Esas olarak gıda endüstrisi tarafından kullanılan bir şeker ikamesi olan eritritol, son zamanlarda bir bulutun altına girdi. Ve üreticileri size bunun tamamen güvenli olduğunu söylese de, kimyasal olarak formüle edilmiş bir tatlandırıcı olan aspartam hakkında her zaman anekdot düzeyinde şüpheler olmuştur. Bu nedenle, onu kullanan ürünler daha az arzu edilir olarak kabul edilir.

Ama daha ucuz olabiliyorlar, bu yüzden aspartam her zaman şekersiz ürünlerde karşımıza çıkıyor. Diyet içecekler bir örnektir. Hem Coke hem de Pepsi, farklı pazarlarda çeşitli içecekler için farklı tatlandırıcılar kullanır, ancak her içecek için hangi tatlandırıcıyı kullandıklarını size asla açıkça söylemez.

DSÖ ne derse desin, neredeyse hiç kimse tüm tatlılardan vazgeçmeyecek.  Tatlıları kısmamız gerektiğini iddia etmek mümkündür, ancak tatlılardan tamamen vazgeçmemiz gerektiğini söylemek aptalca ve gerçekçi değildir.  (Sahne)
DSÖ ne derse desin, neredeyse hiç kimse tüm tatlılardan vazgeçmeyecek. Tatlıları kısmamız gerektiğini iddia etmek mümkündür, ancak tatlılardan tamamen vazgeçmemiz gerektiğini söylemek aptalca ve gerçekçi değildir. (Sahne)

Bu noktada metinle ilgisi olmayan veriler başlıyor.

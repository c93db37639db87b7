mod export;
mod renderer;

use std::fs;
use std::io::Write as _;
use std::path::{Path, PathBuf};

use anyhow::Context as _;
use clap::{Args, Parser, Subcommand};
use icefield_core::StoryConfig;
use icefield_core::etl::{
    self, MuseumRecord, collected_year, found_spots, gallery, geojson, locations, pages,
    portraits, specimens,
};
use icefield_core::model::{AiSummary, FinalizedPortrait, PortraitRecord};
use icefield_core::views::StoryData;
use serde::Serialize;
use tracing_subscriber::EnvFilter;

#[derive(Parser, Debug)]
#[command(name = "icefield", version, about = "Antarctic meteorite story toolkit")]
struct Cli {
    /// Story config JSON (fade threshold, timeline geometry, chart sizes).
    #[arg(long, global = true)]
    config: Option<PathBuf>,

    #[command(subcommand)]
    cmd: Command,
}

#[derive(Subcommand, Debug)]
enum Command {
    /// Continent shares of the museum records.
    Locations(Io),
    /// Record counts per collection date, newest first.
    CollectedYears(Io),
    /// Antarctic found spots with numeric coordinates.
    FoundSpots(Io),
    /// Specimen table, cleansed unless `--raw`.
    Specimens(SpecimenArgs),
    /// Drop small islands from an outline and rewind its rings.
    Geojson(GeojsonArgs),
    /// Portrait records from the museum export.
    Portraits(Io),
    /// Join AI biographies onto portraits.
    Finalize(FinalizeArgs),
    /// Gallery filter facets of finalized portraits.
    Facets(Io),
    /// Page requests needed to fetch a whole search result.
    PagePlan(PagePlanArgs),
    /// Merge saved search pages into one record array.
    MergePages(MergePagesArgs),
    /// Bundle ETL outputs into the story's data file.
    Bundle(BundleArgs),
    /// Export a portrait's life timeline as SVG.
    Timeline(export::TimelineArgs),
    /// Export a year or weight histogram as SVG.
    Histogram(export::HistogramArgs),
    /// Export a labelled hexbin heatmap of meteorite positions as SVG.
    Heatmap(export::HeatmapArgs),
    /// Export one story step at a given scroll progress as SVG.
    Step(export::StepArgs),
    /// Scroll through the story in the terminal.
    Story(StoryArgs),
}

#[derive(Args, Debug)]
struct Io {
    /// Input JSON.
    #[arg(long = "in")]
    in_path: PathBuf,

    /// Output path; stdout when omitted.
    #[arg(long)]
    out: Option<PathBuf>,
}

#[derive(Args, Debug)]
struct SpecimenArgs {
    #[command(flatten)]
    io: Io,

    /// Emit extracted rows without cleansing.
    #[arg(long, default_value_t = false)]
    raw: bool,

    /// Fail on the first row that does not cleanse instead of skipping it.
    #[arg(long, default_value_t = false)]
    strict: bool,
}

#[derive(Args, Debug)]
struct GeojsonArgs {
    #[command(flatten)]
    io: Io,

    /// Smallest exterior ring kept.
    #[arg(long, default_value_t = geojson::DEFAULT_MIN_POINTS)]
    min_points: usize,
}

#[derive(Args, Debug)]
struct FinalizeArgs {
    /// AI summaries JSON array.
    #[arg(long)]
    summaries: PathBuf,

    /// Extracted portraits JSON array.
    #[arg(long)]
    portraits: PathBuf,

    /// Latest plausible birth or death year; defaults to this year.
    #[arg(long)]
    year: Option<i32>,

    #[arg(long)]
    out: Option<PathBuf>,
}

#[derive(Args, Debug)]
struct PagePlanArgs {
    /// First saved page of the search.
    #[arg(long = "in")]
    in_path: PathBuf,

    #[arg(long, default_value_t = 1000)]
    page_size: usize,

    #[arg(long)]
    out: Option<PathBuf>,
}

#[derive(Args, Debug)]
struct MergePagesArgs {
    /// Saved page responses, in order.
    #[arg(required = true)]
    pages: Vec<PathBuf>,

    #[arg(long)]
    out: Option<PathBuf>,
}

#[derive(Args, Debug)]
struct BundleArgs {
    /// Output of `locations`.
    #[arg(long)]
    locations: PathBuf,

    /// Output of `found-spots`.
    #[arg(long)]
    found_spots: PathBuf,

    /// Continent outline GeoJSON, ideally run through `geojson`.
    #[arg(long)]
    outline: Option<PathBuf>,

    /// Elevation contours GeoJSON with an `elevation` property.
    #[arg(long)]
    elevation: Option<PathBuf>,

    /// Blue ice area GeoJSON.
    #[arg(long)]
    blue_ice: Option<PathBuf>,

    #[arg(long)]
    out: Option<PathBuf>,
}

#[derive(Args, Debug)]
struct StoryArgs {
    /// Output of `bundle`.
    #[arg(long)]
    data: PathBuf,
}

fn main() -> anyhow::Result<()> {
    tracing_subscriber::fmt()
        .with_env_filter(EnvFilter::from_default_env())
        .with_writer(std::io::stderr)
        .init();

    let cli = Cli::parse();
    let config = load_config(cli.config.as_deref())?;
    match cli.cmd {
        Command::Locations(io) => {
            let records = read_records(&io.in_path)?;
            write_json(io.out.as_deref(), &locations::attributed_locations(&records))
        }
        Command::CollectedYears(io) => {
            let records = read_records(&io.in_path)?;
            write_json(io.out.as_deref(), &collected_year::collected_years(&records))
        }
        Command::FoundSpots(io) => {
            let records = read_records(&io.in_path)?;
            write_json(io.out.as_deref(), &found_spots::antarctic_found_spots(&records))
        }
        Command::Specimens(args) => cmd_specimens(&args),
        Command::Geojson(args) => cmd_geojson(&args),
        Command::Portraits(io) => {
            let records = read_records(&io.in_path)?;
            write_json(io.out.as_deref(), &portraits::extract_portraits(&records))
        }
        Command::Finalize(args) => cmd_finalize(&args),
        Command::Facets(io) => {
            let finalized: Vec<FinalizedPortrait> = read_array(&io.in_path)?;
            write_json(io.out.as_deref(), &gallery::facets(&finalized))
        }
        Command::PagePlan(args) => cmd_page_plan(&args),
        Command::MergePages(args) => cmd_merge_pages(&args),
        Command::Bundle(args) => cmd_bundle(&args),
        Command::Timeline(args) => export::cmd_timeline(&args, &config),
        Command::Histogram(args) => export::cmd_histogram(&args, &config),
        Command::Heatmap(args) => export::cmd_heatmap(&args, &config),
        Command::Step(args) => export::cmd_step(&args, &config),
        Command::Story(args) => {
            let data = read_story_data(&args.data)?;
            renderer::run_story(&data, &config)
        }
    }
}

fn cmd_specimens(args: &SpecimenArgs) -> anyhow::Result<()> {
    let records = read_records(&args.io.in_path)?;
    let rows = specimens::extract_specimens(&records);
    if args.raw {
        return write_json(args.io.out.as_deref(), &rows);
    }
    let meteorites = if args.strict {
        specimens::cleanse_strict(&rows).map_err(etl::EtlError::from)?
    } else {
        specimens::cleanse(&rows)
    };
    write_json(args.io.out.as_deref(), &meteorites)
}

fn cmd_geojson(args: &GeojsonArgs) -> anyhow::Result<()> {
    let data = read(&args.io.in_path)?;
    let collection = geojson::parse_feature_collection(&data)
        .map_err(etl::EtlError::from)
        .with_context(|| format!("parse '{}'", args.io.in_path.display()))?;
    let mut simplified = geojson::simplify(&collection, args.min_points);
    geojson::strip_crs(&mut simplified);
    geojson::rewind(&mut simplified);
    tracing::info!(
        before = collection.features.len(),
        after = simplified.features.len(),
        "simplified outline"
    );
    write_json(args.io.out.as_deref(), &simplified)
}

fn cmd_finalize(args: &FinalizeArgs) -> anyhow::Result<()> {
    let summaries: Vec<AiSummary> = read_array(&args.summaries)?;
    let extracted: Vec<PortraitRecord> = read_array(&args.portraits)?;
    let year = args.year.unwrap_or_else(portraits::current_year);
    let finalized =
        portraits::finalize(summaries, extracted, year).map_err(etl::EtlError::from)?;
    write_json(args.out.as_deref(), &finalized)
}

fn cmd_page_plan(args: &PagePlanArgs) -> anyhow::Result<()> {
    let first = read_value(&args.in_path)?;
    let rows = pages::row_count(&first).map_err(etl::EtlError::from)?;
    let plan = pages::page_plan(rows, args.page_size).map_err(etl::EtlError::from)?;
    write_json(args.out.as_deref(), &plan)
}

fn cmd_merge_pages(args: &MergePagesArgs) -> anyhow::Result<()> {
    let saved = args
        .pages
        .iter()
        .map(PathBuf::as_path)
        .map(read_value)
        .collect::<anyhow::Result<Vec<_>>>()?;
    let rows = pages::merge_pages(&saved).map_err(etl::EtlError::from)?;
    tracing::info!(pages = saved.len(), rows = rows.len(), "merged pages");
    write_json(args.out.as_deref(), &rows)
}

fn cmd_bundle(args: &BundleArgs) -> anyhow::Result<()> {
    let geometry = |path: Option<&Path>| -> anyhow::Result<_> {
        path.map(|path| {
            let data = read(path)?;
            geojson::parse_feature_collection(&data)
                .map_err(etl::EtlError::from)
                .with_context(|| format!("parse '{}'", path.display()))
        })
        .transpose()
    };
    let data = StoryData {
        locations: read_array(&args.locations)?,
        found_spots: read_array(&args.found_spots)?,
        outline: geometry(args.outline.as_deref())?,
        elevation: geometry(args.elevation.as_deref())?,
        blue_ice: geometry(args.blue_ice.as_deref())?,
    };
    if data.outline.is_some() && data.map_projection().is_none() {
        tracing::warn!("outline has no usable coordinates, maps will be empty");
    }
    write_json(args.out.as_deref(), &data)
}

fn load_config(path: Option<&Path>) -> anyhow::Result<StoryConfig> {
    match path {
        Some(path) => {
            StoryConfig::load(path).with_context(|| format!("load config '{}'", path.display()))
        }
        None => Ok(StoryConfig::default()),
    }
}

pub(crate) fn read(path: &Path) -> anyhow::Result<Vec<u8>> {
    fs::read(path).with_context(|| format!("read '{}'", path.display()))
}

fn read_value(path: &Path) -> anyhow::Result<serde_json::Value> {
    serde_json::from_slice(&read(path)?).with_context(|| format!("parse '{}'", path.display()))
}

fn read_records(path: &Path) -> anyhow::Result<Vec<MuseumRecord>> {
    let data = read(path)?;
    let records = etl::parse_records(&data)
        .map_err(etl::EtlError::from)
        .with_context(|| format!("parse '{}'", path.display()))?;
    tracing::info!(path = %path.display(), records = records.len(), "read museum export");
    Ok(records)
}

/// A JSON array of `T`, skipping elements that do not fit.
pub(crate) fn read_array<T: serde::de::DeserializeOwned>(path: &Path) -> anyhow::Result<Vec<T>> {
    let data = read(path)?;
    etl::parse_array(&data)
        .map_err(etl::EtlError::from)
        .with_context(|| format!("parse '{}'", path.display()))
}

pub(crate) fn read_story_data(path: &Path) -> anyhow::Result<StoryData> {
    serde_json::from_slice(&read(path)?).with_context(|| format!("parse '{}'", path.display()))
}

pub(crate) fn write_output(out: Option<&Path>, body: &str) -> anyhow::Result<()> {
    match out {
        Some(path) => {
            if let Some(parent) = path.parent().filter(|p| !p.as_os_str().is_empty()) {
                fs::create_dir_all(parent)
                    .with_context(|| format!("create output dir '{}'", parent.display()))?;
            }
            fs::write(path, body).with_context(|| format!("write '{}'", path.display()))?;
            tracing::info!(path = %path.display(), bytes = body.len(), "wrote output");
            Ok(())
        }
        None => {
            let mut stdout = std::io::stdout().lock();
            writeln!(stdout, "{body}").context("write stdout")
        }
    }
}

fn write_json<T: Serialize + ?Sized>(out: Option<&Path>, value: &T) -> anyhow::Result<()> {
    let body = serde_json::to_string_pretty(value).context("serialize output")?;
    write_output(out, &body)
}

#[cfg(test)]
mod tests {
    use super::*;
    use clap::CommandFactory;

    #[test]
    fn cli_definition_is_consistent() {
        Cli::command().debug_assert();
    }

    #[test]
    fn parses_specimen_flags() {
        let cli = Cli::try_parse_from([
            "icefield",
            "specimens",
            "--in",
            "records.json",
            "--strict",
        ])
        .unwrap();
        match cli.cmd {
            Command::Specimens(args) => {
                assert!(args.strict);
                assert!(!args.raw);
                assert!(args.io.out.is_none());
            }
            other => panic!("unexpected command {other:?}"),
        }
    }

    #[test]
    fn merge_pages_needs_at_least_one_page() {
        assert!(Cli::try_parse_from(["icefield", "merge-pages"]).is_err());
    }

    #[test]
    fn config_flag_is_global() {
        let cli = Cli::try_parse_from([
            "icefield",
            "story",
            "--data",
            "story.json",
            "--config",
            "story-config.json",
        ])
        .unwrap();
        assert_eq!(cli.config.as_deref(), Some(Path::new("story-config.json")));
    }
}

‘Düşük şeker’ veya ‘şekersiz’ olarak etiketlenen birçok ürün aspartam kullanır. (Genel kural: kola dışında asla diyet ürünü almam çünkü üreticiler ya şeker eksikliğini gidermek için ucuz tatlandırıcılar kullanırlar ya da şekersiz olarak tanımlanıyorlarsa yağ içeriğini pompalarlar!)

Ancak daha az lekeye sahip gibi görünen yeni nesil tatlandırıcılar var. Stevia, örneğin bir bitkiden elde edilir (şeker gibi) ve şekerden 300 kat daha tatlıdır, bu nedenle yalnızca küçük bir miktar kullanmanız gerekir. DSÖ Stevia, kimyasal tatlandırıcılar ve şeker alkolü arasında ayrım yapmaz. Tüm tatlandırıcılara eşit davranır.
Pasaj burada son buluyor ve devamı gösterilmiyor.